The Israeli government has announced new restrictions on Covid-19’s “green passport” to allow indoor entry only to people who have already received a booster dose of a coronavirus immunizer. The new rules take effect this Sunday (3).
As of today, the green passport will be valid for just six months after the holder’s last dose of vaccine, a change that will affect between 1.7 million and 1.9 million Israelis, according to local media. All current certificates have been canceled and citizens need to make a new document through the website or application of the Ministry of Health in the country.
The ministry said on Sunday that its website and application underwent instabilities, due to the large number of people who tried to download the new certificate, and that, therefore, the current document will be valid until Thursday. The ministry said more than 1 million new certificates were issued this Sunday.
The document is required for entry into shops, restaurants, cultural events, gyms and other closed places.
After the changes were announced, Israelis protested the country’s health passport on Sunday, reported the Associated Press. Protesters consider the system a form of mandatory vaccination.
To receive the certificate, citizens must have received a third dose of Covid-19 vaccine, or have received the second dose within the last six months. As of Thursday, about 1.6 million Israelis who are already eligible for the third dose had not yet been vaccinated, meaning they will lose their new certificate, the newspaper reported. Haaretz. Most doses given in Israel are from Pfizer’s vaccine.
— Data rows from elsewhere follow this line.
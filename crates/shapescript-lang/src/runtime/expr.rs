//! Expression evaluation.

use crate::error::{Error, NameKind, Result};
use crate::runtime::builtins;
use crate::runtime::control::call_function;
use crate::runtime::interpreter::EvalContext;
use crate::runtime::value::Value;
use crate::syntax::ast::{BinOp, CmpOp, Expr, LogicOp, UnOp};

pub fn eval(ctx: &mut EvalContext, expr: &Expr) -> Result<Value> {
    match expr {
        Expr::Number(n, _)   => Ok(Value::Number(*n)),
        Expr::Str(s, _)      => Ok(Value::Str(s.clone())),
        Expr::Bool(b, _)     => Ok(Value::Bool(*b)),
        Expr::HexColor(s, _) => Ok(Value::Str(s.clone())),
        Expr::NamedColor(name, _) => {
            // a parameter called `red` wins over the color
            match ctx.scope.get_parameter(name) {
                Ok(v) => Ok(v.clone()),
                Err(_) => Ok(Value::Str(name.clone())),
            }
        }
        Expr::Ident(name, _) => ctx.scope.get_parameter(name).cloned(),

        Expr::Binary { left, op, right, .. } => {
            let l = eval(ctx, left)?;
            let r = eval(ctx, right)?;
            binary(*op, l, r)
        }
        Expr::Unary { op, operand, .. } => {
            let v = eval(ctx, operand)?;
            match op {
                UnOp::Neg => Ok(Value::Number(-v.as_number()?)),
                UnOp::Not => Ok(Value::Bool(!v.is_truthy())),
            }
        }
        Expr::Compare { left, op, right, .. } => {
            let l = eval(ctx, left)?;
            let r = eval(ctx, right)?;
            compare(*op, &l, &r).map(Value::Bool)
        }
        Expr::Logical { left, op, right, .. } => {
            let l = eval(ctx, left)?.is_truthy();
            let result = match op {
                LogicOp::And => l && eval(ctx, right)?.is_truthy(),
                LogicOp::Or  => l || eval(ctx, right)?.is_truthy(),
            };
            Ok(Value::Bool(result))
        }
        Expr::Ternary { condition, then_expr, else_expr, .. } => {
            if eval(ctx, condition)?.is_truthy() {
                eval(ctx, then_expr)
            } else {
                eval(ctx, else_expr)
            }
        }

        Expr::Array(items, _) => {
            let values = items.iter().map(|e| eval(ctx, e)).collect::<Result<Vec<_>>>()?;
            Ok(Value::Array(values))
        }
        Expr::Index { expr, index, .. } => {
            let target = eval(ctx, expr)?;
            let index = eval(ctx, index)?.as_number()?;
            index_value(&target, index)
        }
        Expr::Call { callee, args, .. } => {
            let args = args.iter().map(|e| eval(ctx, e)).collect::<Result<Vec<_>>>()?;
            call(ctx, callee, args)
        }
        Expr::Property { object, property, .. } => shape_property(ctx, object, property),
    }
}

// ─── Operators ───────────────────────────────────────────────────────────────

fn binary(op: BinOp, l: Value, r: Value) -> Result<Value> {
    if op == BinOp::Add && (matches!(l, Value::Str(_)) || matches!(r, Value::Str(_))) {
        return Ok(Value::Str(format!("{l}{r}")));
    }
    let (a, b) = (l.as_number()?, r.as_number()?);
    let n = match op {
        BinOp::Add => a + b,
        BinOp::Sub => a - b,
        BinOp::Mul => a * b,
        BinOp::Div => {
            if b == 0.0 { return Err(Error::division_by_zero()); }
            a / b
        }
        BinOp::Mod => {
            if b == 0.0 { return Err(Error::Arithmetic("Modulo by zero".into())); }
            a % b
        }
    };
    Ok(Value::Number(n))
}

fn compare(op: CmpOp, l: &Value, r: &Value) -> Result<bool> {
    match op {
        CmpOp::Eq    => return Ok(l == r),
        CmpOp::NotEq => return Ok(l != r),
        _ => {}
    }
    let ordering = match (l, r) {
        (Value::Number(a), Value::Number(b)) => a.partial_cmp(b),
        (Value::Str(a), Value::Str(b))       => Some(a.cmp(b)),
        _ => {
            return Err(Error::value(format!(
                "cannot compare {} with {}", l.type_name(), r.type_name()
            )))
        }
    };
    let Some(ordering) = ordering else { return Ok(false) };
    Ok(match op {
        CmpOp::Lt   => ordering.is_lt(),
        CmpOp::LtEq => ordering.is_le(),
        CmpOp::Gt   => ordering.is_gt(),
        CmpOp::GtEq => ordering.is_ge(),
        CmpOp::Eq | CmpOp::NotEq => unreachable!(),
    })
}

fn index_value(target: &Value, index: f64) -> Result<Value> {
    if index < 0.0 || index.fract() != 0.0 {
        return Err(Error::value(format!("invalid index {index}")));
    }
    let i = index as usize;
    match target {
        Value::Array(items) => items.get(i).cloned()
            .ok_or_else(|| Error::value(format!("index {i} out of bounds for array of length {}", items.len()))),
        Value::Str(s) => s.chars().nth(i)
            .map(|c| Value::Str(c.to_string()))
            .ok_or_else(|| Error::value(format!("index {i} out of bounds for string of length {}", s.chars().count()))),
        other => Err(Error::value(format!("cannot index into {}", other.type_name()))),
    }
}

// ─── Calls and references ────────────────────────────────────────────────────

/// User functions shadow built-ins.
fn call(ctx: &mut EvalContext, name: &str, args: Vec<Value>) -> Result<Value> {
    if ctx.scope.has_function(name) {
        return call_function(ctx, name, args);
    }
    match builtins::call(name, &args) {
        Some(result) => result,
        None => Err(Error::name(NameKind::Function, name)),
    }
}

fn shape_property(ctx: &EvalContext, object: &str, property: &str) -> Result<Value> {
    let id = ctx.resolve_shape(object).ok_or_else(|| Error::name(NameKind::Shape, object))?;
    let shape = ctx.scope.get_shape(&id)?;
    let t = &shape.transform;
    Ok(match property {
        "x"        => Value::Number(t.position.0),
        "y"        => Value::Number(t.position.1),
        "rotation" => Value::Number(t.rotation),
        "position" => Value::point(t.position.0, t.position.1),
        "scale"    => Value::point(t.scale.0, t.scale.1),
        _ => shape.param(property).cloned().unwrap_or(Value::Null),
    })
}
Israel’s Ministry of Health recommends that those who have recovered from Covid-19 receive a single dose of the vaccine. Previously, patients recovered from the disease were able to receive the green certificate even if they were not vaccinated. Now, the passport will only be valid for six months for these people, who after that period will have to take a dose of the vaccine to maintain the validity of the document.
The Israeli health authorities’ decisions were taken after evidence indicated that the coronavirus immunity of patients recovered from Covid-19 decreases over the months, as does the immunity conferred by vaccines.
Still, the increase in Covid-19 cases in recent months in Israel is mainly attributed to the small portion of its population that is not vaccinated. This Sunday, 588 patients are admitted to hospitals in the country with severe cases of infection – among them, more than 70% were not vaccinated, according to data from the Ministry of Health.
Israeli Prime Minister Naftali Bennett said Sunday during a meeting of the Coronavirus Office that the outbreak caused by the delta variant of the virus is beginning to be brought under control.
“When a virus starts to retreat, we can’t let it recover,” Bennett said, according to local media. He advocated continuing strict restrictions, to avoid “signaling to the public that we are no longer wearing masks.” For the prime minister, the most urgent task is to ease restrictions on the educational system to end the “mass quarantines in schools”.
This was the first meeting of the Israeli cabinet to combat the coronavirus in more than a month, and discussed ways to encourage the booster dose of immunizations among the country’s population, as well as relaxing restrictions if infection rates decrease in the coming days.